• _The input_:
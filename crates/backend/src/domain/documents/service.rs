use anyhow::Result;
use chrono::Utc;
use contracts::shared::list::{
    ActionResponse, ListQuery, PaginatedResponse, Pagination, PrintResponse,
};
use once_cell::sync::Lazy;
use sea_orm::{ConnectionTrait, DatabaseConnection, TransactionTrait};
use serde_json::{json, Value};
use tokio::sync::Mutex;
use uuid::Uuid;

use super::conversion::{self, NewDocument};
use super::error::DocumentError;
use super::list_engine::ListSql;
use super::registry::{find_collection, CollectionDef};
use super::{numbering, repository};

/// Клонирование и преобразование выполняются по одному: чтение номера,
/// вставка и обновление источника не должны пересекаться
static WRITE_LOCK: Lazy<Mutex<()>> = Lazy::new(|| Mutex::new(()));

async fn load<C: ConnectionTrait>(
    db: &C,
    def: &CollectionDef,
    id: &str,
) -> Result<(repository::Model, Value)> {
    let model = repository::get_active(db, def.collection, id)
        .await?
        .ok_or_else(|| DocumentError::not_found(def.collection, id))?;
    let data = model.data()?;
    Ok((model, data))
}

fn document_no(def: &CollectionDef, data: &Value) -> String {
    data.get(def.number_field)
        .and_then(Value::as_str)
        .unwrap_or_default()
        .to_string()
}

async fn next_number<C: ConnectionTrait>(db: &C, def: &CollectionDef) -> Result<String> {
    let codes = repository::list_codes(db, def.collection).await?;
    Ok(numbering::next_number(
        def.number_prefix,
        codes.iter().map(String::as_str),
    ))
}

pub async fn list(
    db: &DatabaseConnection,
    collection: &str,
    query: &ListQuery,
) -> Result<PaginatedResponse<Value>> {
    let def = find_collection(collection)?;
    let sql = ListSql::build(def, query);
    let (models, total) = repository::list_page(db, &sql).await?;
    let records = models
        .iter()
        .map(repository::Model::data)
        .collect::<Result<Vec<_>>>()?;
    Ok(PaginatedResponse {
        records,
        pagination: Pagination {
            current: sql.page,
            page_size: sql.page_size,
            total,
        },
    })
}

pub async fn get_by_id(db: &DatabaseConnection, collection: &str, id: &str) -> Result<Value> {
    let def = find_collection(collection)?;
    let (_, data) = load(db, def, id).await?;
    Ok(data)
}

pub async fn delete(db: &DatabaseConnection, collection: &str, id: &str) -> Result<ActionResponse> {
    let def = find_collection(collection)?;
    let (model, data) = load(db, def, id).await?;
    repository::soft_delete(db, model).await?;
    tracing::info!("Deleted {} {}", def.collection, id);
    Ok(ActionResponse::ok(format!(
        "{} {} deleted",
        def.element_name,
        document_no(def, &data)
    )))
}

/// Копия записи с новым `_id` и следующим номером; статус копии сбрасывается в draft
pub async fn clone_document(db: &DatabaseConnection, collection: &str, id: &str) -> Result<Value> {
    let def = find_collection(collection)?;
    let _guard = WRITE_LOCK.lock().await;
    let txn = db.begin().await?;
    let (_, mut data) = load(&txn, def, id).await?;

    let new_id = Uuid::new_v4().to_string();
    let number = next_number(&txn, def).await?;
    if let Some(record) = data.as_object_mut() {
        record.insert("_id".to_string(), json!(new_id));
        record.insert(def.number_field.to_string(), json!(number));
        if record.contains_key("status") {
            record.insert("status".to_string(), json!("draft"));
        }
    }

    repository::insert(&txn, def.collection, &new_id, &number, &data).await?;
    txn.commit().await?;
    tracing::info!("Cloned {} {} as {}", def.collection, id, number);
    Ok(data)
}

/// Новый документ и пометка источника `converted` фиксируются одной транзакцией
pub async fn convert(db: &DatabaseConnection, collection: &str, id: &str) -> Result<ActionResponse> {
    let def = find_collection(collection)?;
    let target_def = find_collection(conversion::conversion_target(def.collection)?)?;
    let _guard = WRITE_LOCK.lock().await;
    let txn = db.begin().await?;
    let (model, data) = load(&txn, def, id).await?;
    let source_no = document_no(def, &data);

    let new = NewDocument {
        id: Uuid::new_v4().to_string(),
        number: next_number(&txn, target_def).await?,
        date: Utc::now().date_naive(),
    };
    let new_id = new.id.clone();
    let number = new.number.clone();
    let result = conversion::convert(def.collection, data, new)?;

    // источник меняется только если его не успели изменить после чтения
    if !repository::replace_data(&txn, &model, &result.source).await? {
        return Err(DocumentError::AlreadyConverted(source_no).into());
    }
    repository::insert(&txn, result.target_collection, &new_id, &number, &result.target).await?;
    txn.commit().await?;
    tracing::info!("Converted {} {} into {} {}", def.collection, id, target_def.collection, number);

    Ok(ActionResponse::ok(format!(
        "{} {} created",
        target_def.element_name, number
    )))
}

pub async fn print(db: &DatabaseConnection, collection: &str, id: &str) -> Result<PrintResponse> {
    let def = find_collection(collection)?;
    load(db, def, id).await?;
    Ok(PrintResponse {
        url: format!("/api/{}/{}/document", def.collection, id),
    })
}

/// Печатное представление записи (JSON)
pub async fn document_view(db: &DatabaseConnection, collection: &str, id: &str) -> Result<Value> {
    let def = find_collection(collection)?;
    let (_, data) = load(db, def, id).await?;
    Ok(json!({
        "title": format!("{} {}", def.element_name, document_no(def, &data)),
        "collection": def.collection,
        "generatedAt": Utc::now().to_rfc3339(),
        "record": data,
    }))
}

• _Aim of the exercise_: The material shown above must be written out again in full, exactly as it reads.

• _Solution to the problem_:
filename crates/backend/src/domain/documents/service.rs
use anyhow::Result;
use chrono::Utc;
use contracts::shared::list::{
    ActionResponse, ListQuery, PaginatedResponse, Pagination, PrintResponse,
};
use once_cell::sync::Lazy;
use sea_orm::{ConnectionTrait, DatabaseConnection, TransactionTrait};
use serde_json::{json, Value};
use tokio::sync::Mutex;
use uuid::Uuid;

use super::conversion::{self, NewDocument};
use super::error::DocumentError;
use super::list_engine::ListSql;
use super::registry::{find_collection, CollectionDef};
use super::{numbering, repository};

/// Клонирование и преобразование выполняются по одному: чтение номера,
/// вставка и обновление источника не должны пересекаться
static WRITE_LOCK: Lazy<Mutex<()>> = Lazy::new(|| Mutex::new(()));

async fn load<C: ConnectionTrait>(
    db: &C,
    def: &CollectionDef,
    id: &str,
) -> Result<(repository::Model, Value)> {
    let model = repository::get_active(db, def.collection, id)
        .await?
        .ok_or_else(|| DocumentError::not_found(def.collection, id))?;
    let data = model.data()?;
    Ok((model, data))
}

fn document_no(def: &CollectionDef, data: &Value) -> String {
    data.get(def.number_field)
        .and_then(Value::as_str)
        .unwrap_or_default()
        .to_string()
}

async fn next_number<C: ConnectionTrait>(db: &C, def: &CollectionDef) -> Result<String> {
    let codes = repository::list_codes(db, def.collection).await?;
    Ok(numbering::next_number(
        def.number_prefix,
        codes.iter().map(String::as_str),
    ))
}

pub async fn list(
    db: &DatabaseConnection,
    collection: &str,
    query: &ListQuery,
) -> Result<PaginatedResponse<Value>> {
    let def = find_collection(collection)?;
    let sql = ListSql::build(def, query);
    let (models, total) = repository::list_page(db, &sql).await?;
    let records = models
        .iter()
        .map(repository::Model::data)
        .collect::<Result<Vec<_>>>()?;
    Ok(PaginatedResponse {
        records,
        pagination: Pagination {
            current: sql.page,
            page_size: sql.page_size,
            total,
        },
    })
}

pub async fn get_by_id(db: &DatabaseConnection, collection: &str, id: &str) -> Result<Value> {
    let def = find_collection(collection)?;
    let (_, data) = load(db, def, id).await?;
    Ok(data)
}

pub async fn delete(db: &DatabaseConnection, collection: &str, id: &str) -> Result<ActionResponse> {
    let def = find_collection(collection)?;
    let (model, data) = load(db, def, id).await?;
    repository::soft_delete(db, model).await?;
    tracing::info!("Deleted {} {}", def.collection, id);
    Ok(ActionResponse::ok(format!(
        "{} {} deleted",
        def.element_name,
        document_no(def, &data)
    )))
}

/// Копия записи с новым `_id` и следующим номером; статус копии сбрасывается в draft
pub async fn clone_document(db: &DatabaseConnection, collection: &str, id: &str) -> Result<Value> {
    let def = find_collection(collection)?;
    let _guard = WRITE_LOCK.lock().await;
    let txn = db.begin().await?;
    let (_, mut data) = load(&txn, def, id).await?;

    let new_id = Uuid::new_v4().to_string();
    let number = next_number(&txn, def).await?;
    if let Some(record) = data.as_object_mut() {
        record.insert("_id".to_string(), json!(new_id));
        record.insert(def.number_field.to_string(), json!(number));
        if record.contains_key("status") {
            record.insert("status".to_string(), json!("draft"));
        }
    }

    repository::insert(&txn, def.collection, &new_id, &number, &data).await?;
    txn.commit().await?;
    tracing::info!("Cloned {} {} as {}", def.collection, id, number);
    Ok(data)
}

/// Новый документ и пометка источника `converted` фиксируются одной транзакцией
pub async fn convert(db: &DatabaseConnection, collection: &str, id: &str) -> Result<ActionResponse> {
    let def = find_collection(collection)?;
    let target_def = find_collection(conversion::conversion_target(def.collection)?)?;
    let _guard = WRITE_LOCK.lock().await;
    let txn = db.begin().await?;
    let (model, data) = load(&txn, def, id).await?;
    let source_no = document_no(def, &data);

    let new = NewDocument {
        id: Uuid::new_v4().to_string(),
        number: next_number(&txn, target_def).await?,
        date: Utc::now().date_naive(),
    };
    let new_id = new.id.clone();
    let number = new.number.clone();
    let result = conversion::convert(def.collection, data, new)?;

    // источник меняется только если его не успели изменить после чтения
    if !repository::replace_data(&txn, &model, &result.source).await? {
        return Err(DocumentError::AlreadyConverted(source_no).into());
    }
    repository::insert(&txn, result.target_collection, &new_id, &number, &result.target).await?;
    txn.commit().await?;
    tracing::info!("Converted {} {} into {} {}", def.collection, id, target_def.collection, number);

    Ok(ActionResponse::ok(format!(
        "{} {} created",
        target_def.element_name, number
    )))
}

pub async fn print(db: &DatabaseConnection, collection: &str, id: &str) -> Result<PrintResponse> {
    let def = find_collection(collection)?;
    load(db, def, id).await?;
    Ok(PrintResponse {
        url: format!("/api/{}/{}/document", def.collection, id),
    })
}

/// Печатное представление записи (JSON)
pub async fn document_view(db: &DatabaseConnection, collection: &str, id: &str) -> Result<Value> {
    let def = find_collection(collection)?;
    let (_, data) = load(db, def, id).await?;
    Ok(json!({
        "title": format!("{} {}", def.element_name, document_no(def, &data)),
        "collection": def.collection,
        "generatedAt": Utc::now().to_rfc3339(),
        "record": data,
    }))
}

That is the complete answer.